#### [What this task involves]
Go through the listing below and gather every line with the word "other".

#### [Data under study]
//! Option type definitions.
//!
//! An [`OptionSpec`] describes one option the command line may carry: its
//! long name, an optional single-character short form, whether it takes a
//! value, and the description lines shown in help output. Specs are created
//! through [`OptionRegistry`](crate::OptionRegistry) and are immutable once
//! registered.

use std::fmt;

use regex::Regex;
use serde::{Deserialize, Serialize};

/// Whether a parameter option must be given a value.
///
/// # Examples
///
/// ```
/// use cmdopts_core::ValueRequirement;
///
/// assert!(ValueRequirement::Required.is_required());
/// assert!(!ValueRequirement::Optional.is_required());
/// ```
#[derive(Debug, Clone, Copy, PartialEq, Eq, Hash, Serialize, Deserialize)]
#[serde(rename_all = "lowercase")]
pub enum ValueRequirement {
    /// A value must follow the option, inline or as the next token.
    Required,
    /// The option may appear without a value.
    Optional,
}

impl ValueRequirement {
    /// Returns `true` for [`ValueRequirement::Required`].
    pub fn is_required(self) -> bool {
        matches!(self, Self::Required)
    }
}

/// A compiled regular expression a parameter value must match in full.
///
/// The source text is kept for diagnostics and help listings; matching uses
/// a copy anchored as `^(?:source)$`, so capture group numbering is the same
/// as in the source pattern.
///
/// # Examples
///
/// ```
/// use cmdopts_core::ValuePattern;
///
/// let pattern = ValuePattern::new("(one)|(two)").unwrap();
/// assert!(pattern.is_full_match("two"));
/// assert!(!pattern.is_full_match("twofold"));
/// assert_eq!(pattern.as_str(), "(one)|(two)");
/// ```
#[derive(Clone)]
pub struct ValuePattern {
    source: String,
    regex: Regex,
}

impl ValuePattern {
    /// Compiles `source` into an anchored pattern.
    ///
    /// # Errors
    ///
    /// Returns the [`regex::Error`] when `source` is not a valid expression.
    pub fn new(source: &str) -> Result<Self, regex::Error> {
        let regex = Regex::new(&format!("^(?:{source})$"))?;
        Ok(Self {
            source: source.to_string(),
            regex,
        })
    }

    /// The pattern as it was registered.
    pub fn as_str(&self) -> &str {
        &self.source
    }

    /// The anchored, compiled expression.
    pub fn regex(&self) -> &Regex {
        &self.regex
    }

    /// Returns `true` when the whole of `value` matches.
    pub fn is_full_match(&self, value: &str) -> bool {
        self.regex.is_match(value)
    }
}

impl fmt::Debug for ValuePattern {
    fn fmt(&self, f: &mut fmt::Formatter<'_>) -> fmt::Result {
        f.debug_tuple("ValuePattern").field(&self.source).finish()
    }
}

impl PartialEq for ValuePattern {
    fn eq(&self, other: &Self) -> bool {
        self.source == other.source
    }
}

impl Eq for ValuePattern {}

/// What an option carries on the command line.
#[derive(Debug, Clone, PartialEq, Eq)]
pub enum OptionKind {
    /// Boolean option; never carries a value.
    Flag,
    /// Value-taking option, optionally constrained by a pattern.
    Parameter {
        requirement: ValueRequirement,
        pattern: Option<ValuePattern>,
    },
}

/// One registered option.
///
/// # Examples
///
/// ```
/// use cmdopts_core::{OptionRegistry, ValueRequirement};
///
/// let registry = OptionRegistry::new()
///     .add_parameter("open", Some('o'), ValueRequirement::Required, None, ["File to open"])
///     .unwrap();
///
/// let spec = registry.get("open").unwrap();
/// assert_eq!(spec.short_char(), Some('o'));
/// assert!(spec.takes_value());
/// assert!(spec.requires_value());
/// assert_eq!(spec.description(), ["File to open"]);
/// ```
#[derive(Debug, Clone, PartialEq, Eq)]
pub struct OptionSpec {
    pub(crate) long_name: String,
    pub(crate) short_char: Option<char>,
    pub(crate) kind: OptionKind,
    pub(crate) description: Vec<String>,
}

impl OptionSpec {
    /// The canonical name, reported to parse callbacks.
    pub fn long_name(&self) -> &str {
        &self.long_name
    }

    pub fn short_char(&self) -> Option<char> {
        self.short_char
    }

    pub fn kind(&self) -> &OptionKind {
        &self.kind
    }

    /// Description lines; the first is shown beside the option.
    pub fn description(&self) -> &[String] {
        &self.description
    }

    pub fn is_flag(&self) -> bool {
        matches!(self.kind, OptionKind::Flag)
    }

    pub fn takes_value(&self) -> bool {
        !self.is_flag()
    }

    /// Returns `true` for parameters declared with [`ValueRequirement::Required`].
    pub fn requires_value(&self) -> bool {
        matches!(
            self.kind,
            OptionKind::Parameter {
                requirement: ValueRequirement::Required,
                ..
            }
        )
    }

    /// The value pattern, if this is a constrained parameter.
    pub fn pattern(&self) -> Option<&ValuePattern> {
        match &self.kind {
            OptionKind::Parameter { pattern, .. } => pattern.as_ref(),
            OptionKind::Flag => None,
        }
    }

    /// Serializable snapshot of this spec.
    pub fn summary(&self) -> OptionSummary {
        let kind = match &self.kind {
            OptionKind::Flag => SummaryKind::Flag,
            OptionKind::Parameter {
                requirement: ValueRequirement::Required,
                ..
            } => SummaryKind::Required,
            OptionKind::Parameter {
                requirement: ValueRequirement::Optional,
                ..
            } => SummaryKind::Optional,
        };
        OptionSummary {
            long_name: self.long_name.clone(),
            short_char: self.short_char,
            kind,
            pattern: self.pattern().map(|p| p.as_str().to_string()),
            description: self.description.clone(),
        }
    }
}

/// Kind label used in [`OptionSummary`].
#[derive(Debug, Clone, Copy, PartialEq, Eq, Serialize, Deserialize)]
#[serde(rename_all = "lowercase")]
pub enum SummaryKind {
    Flag,
    Required,
    Optional,
}

impl fmt::Display for SummaryKind {
    fn fmt(&self, f: &mut fmt::Formatter<'_>) -> fmt::Result {
        let label = match self {
            Self::Flag => "flag",
            Self::Required => "required",
            Self::Optional => "optional",
        };
        f.write_str(label)
    }
}

/// Plain-data view of an [`OptionSpec`] for machine-readable listings.
///
/// # Examples
///
/// ```
/// use cmdopts_core::{OptionRegistry, SummaryKind};
///
/// let registry = OptionRegistry::new()
///     .add_flag("help", Some('h'), ["Show this help"])
///     .unwrap();
/// let summary = registry.get("help").unwrap().summary();
/// assert_eq!(summary.kind, SummaryKind::Flag);
/// assert_eq!(summary.pattern, None);
/// ```
#[derive(Debug, Clone, PartialEq, Eq, Serialize, Deserialize)]
pub struct OptionSummary {
    pub long_name: String,
    #[serde(default, skip_serializing_if = "Option::is_none")]
    pub short_char: Option<char>,
    pub kind: SummaryKind,
    #[serde(default, skip_serializing_if = "Option::is_none")]
    pub pattern: Option<String>,
    #[serde(default)]
    pub description: Vec<String>,
}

#### [Written solution]
    fn eq(&self, other: &Self) -> bool {
        self.source == other.source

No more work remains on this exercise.